WHAT THE TASK ASKS -> Retype each record shown below, leaving every character as it is.

[Data records]
//! Audit records for deduction calculations.
//!
//! Every rule the calculator applies can be recorded as an [`AuditStep`], so
//! callers get a structured account of each bracket decision without the
//! calculator depending on any logging setup.

use serde::{Deserialize, Serialize};

/// A single step in the audit trace recording a calculation decision.
///
/// Each step captures the input, output, and reasoning for a rule application.
#[derive(Debug, Clone, PartialEq, Eq, Serialize, Deserialize)]
pub struct AuditStep {
    /// The sequential step number.
    pub step_number: u32,
    /// The unique identifier of the rule that was applied.
    pub rule_id: String,
    /// The human-readable name of the rule.
    pub rule_name: String,
    /// The input data for this step.
    pub input: serde_json::Value,
    /// The output data from this step.
    pub output: serde_json::Value,
    /// Human-readable explanation of the decision.
    pub reasoning: String,
}

/// The complete audit trace for one breakdown.
///
/// # Example
///
/// ```
/// use payroll_deductions::models::AuditTrace;
///
/// let trace = AuditTrace::default();
/// assert!(trace.steps.is_empty());
/// ```
#[derive(Debug, Clone, Default, PartialEq, Eq, Serialize, Deserialize)]
pub struct AuditTrace {
    /// The sequence of calculation steps.
    pub steps: Vec<AuditStep>,
}

impl AuditTrace {
    /// Returns the step number the next recorded step should use.
    pub fn next_step_number(&self) -> u32 {
        self.steps.len() as u32 + 1
    }

    /// Appends a step to the trace.
    pub fn push(&mut self, step: AuditStep) {
        self.steps.push(step);
    }

    /// Finds the step recorded for the given rule, if any.
    pub fn step(&self, rule_id: &str) -> Option<&AuditStep> {
        self.steps.iter().find(|s| s.rule_id == rule_id)
    }
}
//! Health levy (NHIF) calculation.

use rust_decimal::Decimal;

use super::bracket::{BracketTable, DeductionResult};
use super::tables::STATUTORY_TABLES;

/// Returns the statutory health levy for `salary`.
///
/// The levy is a flat amount per bracket, from 300 for salaries below
/// 20,000 up to 9,000 for salaries above 1,000,000.
///
/// # Examples
///
/// ```
/// use payroll_deductions::calculation::health_levy;
/// use rust_decimal::Decimal;
///
/// assert_eq!(health_levy(Decimal::from(20_000)), Decimal::from(500));
/// ```
pub fn health_levy(salary: Decimal) -> Decimal {
    STATUTORY_TABLES.health_levy.apply(salary)
}

/// Applies a health levy table to `salary` and records the audit step.
///
/// # Arguments
///
/// * `salary` - The gross salary the levy is charged on
/// * `table` - The health levy brackets to apply
/// * `step_number` - The step number for audit trail sequencing
///
/// # Returns
///
/// Returns a `DeductionResult` containing the flat levy for the matching
/// bracket and an audit step.
pub fn calculate_health_levy(
    salary: Decimal,
    table: &BracketTable,
    step_number: u32,
) -> DeductionResult {
    table.apply_with_audit(salary, "Health Levy (NHIF)", step_number)
}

EXERCISE RESPONSE ->
//! Audit records for deduction calculations.
//!
//! Every rule the calculator applies can be recorded as an [`AuditStep`], so
//! callers get a structured account of each bracket decision without the
//! calculator depending on any logging setup.

use serde::{Deserialize, Serialize};

/// A single step in the audit trace recording a calculation decision.
///
/// Each step captures the input, output, and reasoning for a rule application.
#[derive(Debug, Clone, PartialEq, Eq, Serialize, Deserialize)]
pub struct AuditStep {
    /// The sequential step number.
    pub step_number: u32,
    /// The unique identifier of the rule that was applied.
    pub rule_id: String,
    /// The human-readable name of the rule.
    pub rule_name: String,
    /// The input data for this step.
    pub input: serde_json::Value,
    /// The output data from this step.
    pub output: serde_json::Value,
    /// Human-readable explanation of the decision.
    pub reasoning: String,
}

/// The complete audit trace for one breakdown.
///
/// # Example
///
/// ```
/// use payroll_deductions::models::AuditTrace;
///
/// let trace = AuditTrace::default();
/// assert!(trace.steps.is_empty());
/// ```
#[derive(Debug, Clone, Default, PartialEq, Eq, Serialize, Deserialize)]
pub struct AuditTrace {
    /// The sequence of calculation steps.
    pub steps: Vec<AuditStep>,
}

impl AuditTrace {
    /// Returns the step number the next recorded step should use.
    pub fn next_step_number(&self) -> u32 {
        self.steps.len() as u32 + 1
    }

    /// Appends a step to the trace.
    pub fn push(&mut self, step: AuditStep) {
        self.steps.push(step);
    }

    /// Finds the step recorded for the given rule, if any.
    pub fn step(&self, rule_id: &str) -> Option<&AuditStep> {
        self.steps.iter().find(|s| s.rule_id == rule_id)
    }
}
//! Health levy (NHIF) calculation.

use rust_decimal::Decimal;

use super::bracket::{BracketTable, DeductionResult};
use super::tables::STATUTORY_TABLES;

/// Returns the statutory health levy for `salary`.
///
/// The levy is a flat amount per bracket, from 300 for salaries below
/// 20,000 up to 9,000 for salaries above 1,000,000.
///
/// # Examples
///
/// ```
/// use payroll_deductions::calculation::health_levy;
/// use rust_decimal::Decimal;
///
/// assert_eq!(health_levy(Decimal::from(20_000)), Decimal::from(500));
/// ```
pub fn health_levy(salary: Decimal) -> Decimal {
    STATUTORY_TABLES.health_levy.apply(salary)
}

/// Applies a health levy table to `salary` and records the audit step.
///
/// # Arguments
///
/// * `salary` - The gross salary the levy is charged on
/// * `table` - The health levy brackets to apply
/// * `step_number` - The step number for audit trail sequencing
///
/// # Returns
///
/// Returns a `DeductionResult` containing the flat levy for the matching
/// bracket and an audit step.
pub fn calculate_health_levy(
    salary: Decimal,
    table: &BracketTable,
    step_number: u32,
) -> DeductionResult {
    table.apply_with_audit(salary, "Health Levy (NHIF)", step_number)
}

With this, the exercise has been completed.